Careful with Technical Terms
One of the most important things to keep in mind is that your writing must be appropriate for your audience. You have to use terminology that makes sense to your readers.
When you become a professional in a particular field, you learn the language of that field. As a professional, people hire you to work on their behalf because you have knowledge and skills that they don’t possess. Therefore, you will often find yourself communicating in writing with people who don’t know the language of your field. Your writing has to make sense to the people who read it.
- If you are a medical billing professional, you know what ICD9, HCFA, and CPT mean.
- If you are an accountant, you know the difference between a 1099, W-2, W-4, W-9, and K-2 form.
- If you are an IT professional, you speak in terms of servers, routers, and hubs.
- If you are a web developer, your language includes terms like .net, PHP, PPC, monetizing, and URL.
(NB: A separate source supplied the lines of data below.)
use std::path::PathBuf;

/// XDG app name used for config, cache and state directories.
pub const APP_NAME: &str = "open-codex";

fn project_dirs() -> Option<directories::ProjectDirs> {
    directories::ProjectDirs::from("", "", APP_NAME)
}

/// Directory holding `config.toml`.
pub fn config_dir() -> Option<PathBuf> {
    project_dirs().map(|dirs| dirs.config_dir().to_path_buf())
}

/// Default location of the user config file.
pub fn config_file() -> Option<PathBuf> {
    config_dir().map(|dir| dir.join("config.toml"))
}

/// Directory where downloaded model weights are kept.
pub fn cache_dir() -> Option<PathBuf> {
    project_dirs().map(|dirs| dirs.cache_dir().to_path_buf())
}

/// Directory for run logs.
pub fn state_dir() -> Option<PathBuf> {
    project_dirs().map(|dirs| {
        dirs.state_dir()
            .unwrap_or_else(|| dirs.data_local_dir())
            .to_path_buf()
    })
}

/// Used when no home directory can be determined (e.g. bare containers).
pub fn cache_dir_fallback() -> PathBuf {
    std::env::temp_dir().join(format!("{APP_NAME}-cache"))
}

pub fn state_dir_fallback() -> PathBuf {
    std::env::temp_dir().join(format!("{APP_NAME}-state"))
}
- If you work in a hospital setting, your vocabulary includes terms like DNR, PRN, and QID.
- If you are a statistician, such terms as chi-square, mutually exclusive, regression analysis, and standard deviation are parts of your every day vocabulary.
Chances are that several of the terms you just read don’t make any sense at all to you. When you write, you need to look closely at your messages, to make sure that you aren’t using terms that your readers aren’t likely to understand.
You know what you mean. Make sure your writing stands on its own, so that your readers will also know what you mean. That’s what good writing is all about.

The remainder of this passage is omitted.